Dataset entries
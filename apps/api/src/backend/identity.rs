use async_trait::async_trait;
use reqwest::{Client, StatusCode, Url};
use serde::Deserialize;
use tokio::sync::{broadcast, RwLock};
use tracing::{debug, info, warn};
use uuid::Uuid;

use crate::backend::BackendError;
use crate::models::{AuthUser, Session};

const AUTH_EVENT_CAPACITY: usize = 64;

/// Session lifecycle notifications pushed by the identity provider.
#[derive(Debug, Clone, PartialEq)]
pub enum AuthEvent {
    SignedIn(Session),
    TokenRefreshed(Session),
    UserUpdated(Session),
    SignedOut,
}

#[derive(Debug, Clone, Copy, PartialEq, Eq)]
pub enum OAuthProvider {
    GitHub,
}

impl OAuthProvider {
    pub fn as_str(&self) -> &'static str {
        match self {
            OAuthProvider::GitHub => "github",
        }
    }
}

/// External identity provider. Owns the OAuth dance; this crate only consumes sessions.
#[async_trait]
pub trait IdentityProvider: Send + Sync {
    /// The session currently held by this client, if any.
    async fn get_session(&self) -> Result<Option<Session>, BackendError>;

    /// Resolves a bearer access token. `Ok(None)` for an invalid or expired token.
    async fn user_for_token(&self, access_token: &str) -> Result<Option<AuthUser>, BackendError>;

    /// Returns the URL the browser must be sent to in order to start the OAuth flow.
    async fn sign_in_with_oauth(
        &self,
        provider: OAuthProvider,
        redirect_to: &str,
    ) -> Result<String, BackendError>;

    /// Adopts the tokens handed back by the OAuth redirect as this client's session and
    /// emits `SignedIn`. `Ok(None)` when the access token does not resolve to a user.
    async fn restore_session(
        &self,
        access_token: String,
        refresh_token: Option<String>,
    ) -> Result<Option<Session>, BackendError>;

    async fn sign_out(&self) -> Result<(), BackendError>;

    fn auth_events(&self) -> broadcast::Receiver<AuthEvent>;
}

/// Verifies redirect tokens against `provider` without adopting them anywhere.
pub async fn session_from_tokens(
    provider: &dyn IdentityProvider,
    access_token: String,
    refresh_token: Option<String>,
) -> Result<Option<Session>, BackendError> {
    let Some(user) = provider.user_for_token(&access_token).await? else {
        return Ok(None);
    };
    Ok(Some(Session {
        access_token,
        refresh_token,
        expires_at: None,
        user,
    }))
}

#[derive(Debug, Deserialize)]
struct GoTrueUser {
    id: Uuid,
    #[serde(default)]
    email: Option<String>,
    #[serde(default)]
    user_metadata: GoTrueUserMetadata,
}

#[derive(Debug, Default, Deserialize)]
struct GoTrueUserMetadata {
    user_name: Option<String>,
    preferred_username: Option<String>,
    avatar_url: Option<String>,
}

impl From<GoTrueUser> for AuthUser {
    fn from(u: GoTrueUser) -> Self {
        AuthUser {
            id: u.id,
            email: u.email.unwrap_or_default(),
            username: u
                .user_metadata
                .user_name
                .or(u.user_metadata.preferred_username),
            avatar_url: u.user_metadata.avatar_url,
        }
    }
}

/// Client for a GoTrue-compatible auth REST API (`/auth/v1/...`).
pub struct GoTrueIdentity {
    http: Client,
    base_url: String,
    anon_key: String,
    session: RwLock<Option<Session>>,
    events: broadcast::Sender<AuthEvent>,
}

impl GoTrueIdentity {
    pub fn new(base_url: &str, anon_key: String) -> Result<Self, BackendError> {
        let http = Client::builder()
            .timeout(std::time::Duration::from_secs(30))
            .build()?;
        let (events, _) = broadcast::channel(AUTH_EVENT_CAPACITY);
        Ok(Self {
            http,
            base_url: base_url.trim_end_matches('/').to_string(),
            anon_key,
            session: RwLock::new(None),
            events,
        })
    }

    fn endpoint(&self, path: &str) -> String {
        format!("{}/auth/v1/{}", self.base_url, path)
    }
}

#[async_trait]
impl IdentityProvider for GoTrueIdentity {
    async fn get_session(&self) -> Result<Option<Session>, BackendError> {
        Ok(self.session.read().await.clone())
    }

    async fn user_for_token(&self, access_token: &str) -> Result<Option<AuthUser>, BackendError> {
        let response = self
            .http
            .get(self.endpoint("user"))
            .header("apikey", &self.anon_key)
            .bearer_auth(access_token)
            .send()
            .await?;

        let status = response.status();
        if status == StatusCode::UNAUTHORIZED || status == StatusCode::FORBIDDEN {
            debug!("Identity provider rejected token ({status})");
            return Ok(None);
        }
        if !status.is_success() {
            let body = response.text().await.unwrap_or_default();
            return Err(BackendError::Identity(format!(
                "user lookup returned {status}: {body}"
            )));
        }

        let user: GoTrueUser = response.json().await?;
        Ok(Some(user.into()))
    }

    async fn sign_in_with_oauth(
        &self,
        provider: OAuthProvider,
        redirect_to: &str,
    ) -> Result<String, BackendError> {
        let url = Url::parse_with_params(
            &self.endpoint("authorize"),
            &[("provider", provider.as_str()), ("redirect_to", redirect_to)],
        )
        .map_err(|e| BackendError::Identity(format!("invalid authorize URL: {e}")))?;
        Ok(url.into())
    }

    async fn restore_session(
        &self,
        access_token: String,
        refresh_token: Option<String>,
    ) -> Result<Option<Session>, BackendError> {
        let Some(session) = session_from_tokens(self, access_token, refresh_token).await? else {
            return Ok(None);
        };
        *self.session.write().await = Some(session.clone());
        info!("Restored session for {}", session.user.id);
        let _ = self.events.send(AuthEvent::SignedIn(session.clone()));
        Ok(Some(session))
    }

    async fn sign_out(&self) -> Result<(), BackendError> {
        let previous = self.session.write().await.take();
        let _ = self.events.send(AuthEvent::SignedOut);

        let Some(session) = previous else {
            return Ok(());
        };
        let response = self
            .http
            .post(self.endpoint("logout"))
            .header("apikey", &self.anon_key)
            .bearer_auth(&session.access_token)
            .send()
            .await?;
        if !response.status().is_success() {
            warn!("Logout returned {}", response.status());
            return Err(BackendError::Identity(format!(
                "logout returned {}",
                response.status()
            )));
        }
        Ok(())
    }

    fn auth_events(&self) -> broadcast::Receiver<AuthEvent> {
        self.events.subscribe()
    }
}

• Task brief
Wherever the word "SignedIn" occurs in the data above, copy the line it sits in.

• Exercise result
    SignedIn(Session),
    /// emits `SignedIn`. `Ok(None)` when the access token does not resolve to a user.
        let _ = self.events.send(AuthEvent::SignedIn(session.clone()));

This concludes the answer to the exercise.